要终结一个对话，并不需要客户端发送任何的命令。客户端可以在它不再需要通信的时候关闭这个连接。当然，我们鼓励客户端将他们的连接缓存起来而不是当他们每次需要存储或者取数据的时候都重新打开一个连接，因为memcached设计的初衷就是为了提供一个高效的、支持大量连接的东东^_^。连接缓存化（caching connections）可以使得因为建立TCP连接而出现的过载现象消失。

There are two kinds of data sent in the memcache protocol: text lines
and unstructured data. Text lines are used for commands from clients
and responses from servers. Unstructured data is sent when a client
wants to store or retrieve data. The server will transmit back
unstructured data in exactly the same way it received it, as a byte
stream. The server doesn't care about byte order issues in
unstructured data and isn't aware of them. There are no limitations on
characters that may appear in unstructured data; however, the reader
of such data (either a client or a server) will always know, from a
preceding text line, the exact length of the data block being
transmitted.
Memcache协议里面存在这两种可以被传输（发送）的数据：文本行（text lines）和未结构化数据（unstructure data）。文本行主要用于客户端向服务器发送命令和服务器返回信息给客户端。未结构化数据则是在客户端想要存取数据的时候才被使用（发送）。服务器会将未结构化数据以一种比特流的方式传输给客户端（这种方式和它从客户端接受数据的方式是一样的）。服务器并不关心比特流的所导致的未结构化数据，也不会意识到他未结构化的数据，未结构化数据中的字符也没有任何限制。当然，不管是客户端还是服务器来的数据，读者（reader）总是可以通过预先处理的文本行（可能例如client发送一个get_length(object)来获得这个数据块的长度，然后server处理以后直接返回长度，再传输数据）来得知被传输的数据块的长度。

Text lines are always terminated by \r\n. Unstructured data is _also_
terminated by \r\n, even though \r, \n or any other 8-bit characters
may also appear inside the data. Therefore, when a client retrieves
data from a server, it must use the length of the data block (which it
will be provided with) to determine where the data block ends, and not
the fact that \r\n follows the end of the data block, even though it
does.
文本行总是由\r\n作为结尾。未结构化数据也可以使用\r\n，即使是是\r,\n甚至是任何8bit长的字符都能出现在未结构化数据中。所以当客户端从服务器获得数据的同时，它必须使用服务器返回的数据块长度来确定什么时候数据块结束了，而不是用\r\n来决定数据块的完结，虽然事实上我们就使用\r\n来作为数据块的末尾的。

Keys
----
键值
Data stored by memcached is identified with the help of a key. A key
is a text string which should uniquely identify the data for clients
that are interested in storing and retrieving it.

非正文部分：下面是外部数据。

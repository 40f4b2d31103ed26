//! 🏠 dormbot CLI — chat with the dormitory assistant and query distances.
//!
//! Usage:
//!   dormbot chat                         — Start an interactive chat session
//!   dormbot ask "หอไหนถูกที่สุด"           — Answer a single message
//!   dormbot distance LAT1 LON1 LAT2 LON2 — Road distance between two points
//!   dormbot nearest LAT LON              — Dormitories nearest to a point
//!   dormbot compare NAME1 NAME2          — Walking/driving between two dormitories
//!   dormbot onboard                      — Create a default configuration
//!   dormbot status                       — Show current configuration

use anyhow::{Context, Result};
use clap::{Parser, Subcommand};
use std::io::{self, Write};
use std::path::PathBuf;

use dormbot_core::agent::IntentRouter;
use dormbot_core::chatbot::repository::{DormRepository, JsonFileDorms};
use dormbot_core::chatbot::Chatbot;
use dormbot_core::config::Config;
use dormbot_core::distance::{DistanceResolver, TravelMode};
use dormbot_core::provider::openai::{OpenAiProvider, DEFAULT_GROQ_MODEL};
use dormbot_core::provider::LlmProvider;

#[derive(Parser)]
#[command(
    name = "dormbot",
    version,
    about = "Dormitory marketplace chatbot",
    long_about = "🏠 dormbot — answers price and distance questions about dormitories."
)]
struct Cli {
    /// Dormitory JSON file (overrides chatbot.dormsPath)
    #[arg(long, global = true)]
    dorms: Option<PathBuf>,

    #[command(subcommand)]
    command: Option<Commands>,
}

#[derive(Subcommand)]
enum Commands {
    /// Start an interactive chat session
    Chat,

    /// Answer a single message and exit
    Ask {
        /// The question, e.g. "หอไหนถูกที่สุด"
        message: String,
    },

    /// Road distance between two points (falls back to straight-line)
    Distance {
        #[arg(allow_negative_numbers = true)]
        lat1: f64,
        #[arg(allow_negative_numbers = true)]
        lon1: f64,
        #[arg(allow_negative_numbers = true)]
        lat2: f64,
        #[arg(allow_negative_numbers = true)]
        lon2: f64,
        /// walking, driving or cycling
        #[arg(short, long, default_value = "walking")]
        mode: TravelMode,
    },

    /// Dormitories nearest to a point, by walking distance
    Nearest {
        #[arg(allow_negative_numbers = true)]
        lat: f64,
        #[arg(allow_negative_numbers = true)]
        lon: f64,
        /// Maximum number of results (default: chatbot.nearestLimit)
        #[arg(short, long)]
        limit: Option<usize>,
    },

    /// Walking and driving distance between two dormitories
    Compare {
        /// First dormitory name (fuzzy)
        first: String,
        /// Second dormitory name (fuzzy)
        second: String,
    },

    /// Create or reset the default configuration
    Onboard,

    /// Show configuration status
    Status,
}

#[tokio::main]
async fn main() -> Result<()> {
    // Initialize tracing
    tracing_subscriber::fmt()
        .with_env_filter(
            tracing_subscriber::EnvFilter::try_from_default_env()
                .unwrap_or_else(|_| tracing_subscriber::EnvFilter::new("info")),
        )
        .with_target(false)
        .compact()
        .init();

    let cli = Cli::parse();
    let dorms_override = cli.dorms;

    match cli.command {
        Some(Commands::Chat) | None => cmd_chat(dorms_override).await?,
        Some(Commands::Ask { message }) => cmd_ask(dorms_override, &message).await?,
        Some(Commands::Distance {
            lat1,
            lon1,
            lat2,
            lon2,
            mode,
        }) => cmd_distance(lat1, lon1, lat2, lon2, mode).await?,
        Some(Commands::Nearest { lat, lon, limit }) => cmd_nearest(dorms_override, lat, lon, limit).await?,
        Some(Commands::Compare { first, second }) => cmd_compare(dorms_override, &first, &second).await?,
        Some(Commands::Onboard) => cmd_onboard()?,
        Some(Commands::Status) => cmd_status()?,
    }

    Ok(())
}

// ── Shared Setup ────────────────────────────────────────────────────

fn load_config() -> Result<Config> {
    let config = Config::load()?;
    if let Err(errors) = config.validate() {
        eprintln!("\n  \x1b[31m❌ Configuration errors:\x1b[0m");
        for e in &errors {
            eprintln!("     • {}", e);
        }
        eprintln!();
        anyhow::bail!("Fix the above {} error(s) in config.json", errors.len());
    }
    Ok(config)
}

fn dorms_path(config: &Config, dorms_override: Option<PathBuf>) -> PathBuf {
    dorms_override.unwrap_or_else(|| PathBuf::from(&config.chatbot.dorms_path))
}

/// Build a fully wired chatbot from config.
fn setup_chatbot(config: &Config, dorms_override: Option<PathBuf>) -> Chatbot {
    let client = reqwest::Client::new();
    let resolver = DistanceResolver::from_config(&config.routing, client.clone());

    let llm = config.providers.find_active().map(|(name, entry)| {
        let model = entry.model.as_deref().unwrap_or(DEFAULT_GROQ_MODEL);
        Box::new(OpenAiProvider::new(
            name,
            &entry.api_key,
            entry.api_base.as_deref(),
            model,
            client.clone(),
        )) as Box<dyn LlmProvider>
    });

    let dorms = JsonFileDorms::new(dorms_path(config, dorms_override));
    Chatbot::new(Box::new(dorms), resolver, llm, config.chatbot.clone())
}

// ── Chat Command ────────────────────────────────────────────────────

async fn cmd_chat(dorms_override: Option<PathBuf>) -> Result<()> {
    let config = load_config()?;
    let dorms = dorms_path(&config, dorms_override.clone());
    let bot = setup_chatbot(&config, dorms_override);

    println!();
    println!("  🏠 dormbot v{}", env!("CARGO_PKG_VERSION"));
    println!(
        "  LLM: {} | Routing: {}",
        config
            .providers
            .find_active()
            .map(|(n, _)| n)
            .unwrap_or("none"),
        if config.routing.is_configured() {
            "openrouteservice"
        } else {
            "straight-line only"
        }
    );
    println!("  Dormitories: {}", dorms.display());
    println!();
    println!("  Type your question, or /quit to exit.");
    println!("  ─────────────────────────────────────");
    println!();

    let stdin = io::stdin();
    loop {
        print!("  \x1b[36m>\x1b[0m ");
        io::stdout().flush()?;

        let mut input = String::new();
        if stdin.read_line(&mut input)? == 0 {
            break;
        }
        let input = input.trim();

        if input.is_empty() {
            continue;
        }

        match input {
            "/quit" | "/exit" | "/q" => {
                println!("  Goodbye! 👋");
                break;
            }
            "/status" => {
                cmd_status()?;
                continue;
            }
            _ => {}
        }

        println!();
        match bot.respond(input).await {
            Ok(reply) => {
                let colour = if reply.approximate { "33" } else { "32" };
                println!("  \x1b[{}m{}\x1b[0m\n", colour, reply.text);
            }
            Err(e) => {
                eprintln!("  \x1b[31mError: {:#}\x1b[0m\n", e);
            }
        }
    }

    Ok(())
}

// ── Ask Command ─────────────────────────────────────────────────────

async fn cmd_ask(dorms_override: Option<PathBuf>, message: &str) -> Result<()> {
    let config = load_config()?;
    let bot = setup_chatbot(&config, dorms_override);
    let reply = bot.respond(message).await?;
    println!("{}", reply.text);
    Ok(())
}

// ── Distance Commands ───────────────────────────────────────────────

async fn cmd_distance(lat1: f64, lon1: f64, lat2: f64, lon2: f64, mode: TravelMode) -> Result<()> {
    let config = load_config()?;
    let resolver = DistanceResolver::from_config(&config.routing, reqwest::Client::new());

    let result = resolver
        .calculate_road_distance(lat1, lon1, lat2, lon2, mode)
        .await;
    println!("{}", serde_json::to_string_pretty(&result)?);
    Ok(())
}

async fn cmd_nearest(dorms_override: Option<PathBuf>, lat: f64, lon: f64, limit: Option<usize>) -> Result<()> {
    let config = load_config()?;
    let resolver = DistanceResolver::from_config(&config.routing, reqwest::Client::new());
    let dorms = JsonFileDorms::new(dorms_path(&config, dorms_override))
        .list()
        .await?;

    let limit = limit.unwrap_or(config.chatbot.nearest_limit);
    let nearest = resolver
        .find_nearest_dorms_to_location(lat, lon, &dorms, limit)
        .await;
    println!("{}", serde_json::to_string_pretty(&nearest)?);
    Ok(())
}

async fn cmd_compare(dorms_override: Option<PathBuf>, first: &str, second: &str) -> Result<()> {
    let config = load_config()?;
    let resolver = DistanceResolver::from_config(&config.routing, reqwest::Client::new());
    let dorms = JsonFileDorms::new(dorms_path(&config, dorms_override))
        .list()
        .await?;

    let dorm1 = IntentRouter::extract_dorms(first, &dorms)
        .into_iter()
        .next()
        .with_context(|| format!("No dormitory matches '{}'", first))?;
    let dorm2 = IntentRouter::extract_dorms(second, &dorms)
        .into_iter()
        .next()
        .with_context(|| format!("No dormitory matches '{}'", second))?;

    let comparison = resolver.calculate_distance_between_dorms(dorm1, dorm2).await?;
    println!("{}", serde_json::to_string_pretty(&comparison)?);
    Ok(())
}

// ── Onboard Command ─────────────────────────────────────────────────

fn cmd_onboard() -> Result<()> {
    let path = Config::write_default_template()?;
    println!();
    println!("  ✅ Configuration created at:");
    println!("     {}", path.display());
    println!();
    println!("  Next steps:");
    println!("  1. Add your OpenRouteService key (routing.apiKey)");
    println!("  2. Optionally add a Groq key for general questions");
    println!("  3. Run `dormbot chat --dorms dorms.json`");
    println!();
    Ok(())
}

// ── Status Command ──────────────────────────────────────────────────

fn cmd_status() -> Result<()> {
    let config_path = Config::default_path();
    let config = Config::load()?;

    println!();
    println!("  🏠 dormbot status");
    println!("  ─────────────────────────────────────");

    if PathBuf::from("config.json").exists() {
        println!("  Config:    ./config.json");
    } else if config_path.exists() {
        println!("  Config:    {}", config_path.display());
    } else {
        println!("  Config:    ❌ Not found (run `dormbot onboard`)");
    }

    if config.routing.is_configured() {
        println!("  Routing:   ✅ {}", config.routing.api_base);
    } else {
        println!("  Routing:   ⚠️  No API key, distances are straight-line estimates");
    }
    match config.routing.cache_ttl_seconds {
        Some(ttl) if ttl > 0 => println!("  Cache:     {}s", ttl),
        _ => println!("  Cache:     off"),
    }

    match config.providers.find_active() {
        Some((name, entry)) => println!(
            "  LLM:       ✅ {} ({})",
            name,
            entry.model.as_deref().unwrap_or(DEFAULT_GROQ_MODEL)
        ),
        None => println!("  LLM:       ❌ Not configured (general questions get a help text)"),
    }

    let dorms = PathBuf::from(&config.chatbot.dorms_path);
    println!(
        "  Dorms:     {} {}",
        dorms.display(),
        if dorms.exists() { "✅" } else { "❌" }
    );
    println!("  Landmarks: {}", config.chatbot.landmarks.len());

    match config.validate() {
        Ok(()) => println!("  Valid:     ✅"),
        Err(errors) => println!("  Valid:     ❌ {} problem(s)", errors.len()),
    }

    println!();
    Ok(())
}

Currently the
length limit of a key is set at 250 characters (of course, normally
clients wouldn't need to use such long keys); the key must not include
control characters or whitespace.
存储在memcached中的数据是通过键值来识别的。所谓的键值就是唯一的文本字符串，这个字符串必须在用户存取数据的时候能唯一的确定数据。当前键值的长度被限制在250个字符，键值不能包括控制符和空格。

Commands
--------
命令行

There are three types of commands.
总共有三种命令
Storage commands (there are six: "set", "add", "replace", "append"
"prepend" and "cas") ask the server to store some data identified by a key. The client sends a command line, and then a data block; after that the client expects one line of response, which will indicate success or
faulure.

存储命令（总共有6个：set，add，replace，append，prepend和cas）是让服务器根据某个键值去存储数据。客户端首先发送一个命令，然后数据块；接着服务器会返回信息，告诉客户端时不时成功了。

Retrieval commands (there are two: "get" and "gets") ask the server to
retrieve data corresponding to a set of keys (one or more keys in one
request). The client sends a command line, which includes all the
requested keys; after that for each item the server finds it sends to
the client one response line with information about the item, and one
data block with the item's data; this continues until the server
finished with the "END" response line.
读取命令（总共有两个：get和gets）让服务器根据一系列的键值去获得数据。客户端首先发送一个包含键值（可以有多个）的命令，之后对于服务器所找个的每个item，服务器会返回给客户端这个item的信息，然后是item的数据库，知道服务器返回END这个命令，说明数据已经传输完毕。

All other commands don't involve unstructured data. In all of them,
the client sends one command line, and expects (depending on the
command) either one line of response, or several lines of response
ending with "END" on the last line.
其他所有的命令都不包括未结构化数据。客户端先发送命令，然后期望获得一个或者多个回应，这些回应会以END作为结尾。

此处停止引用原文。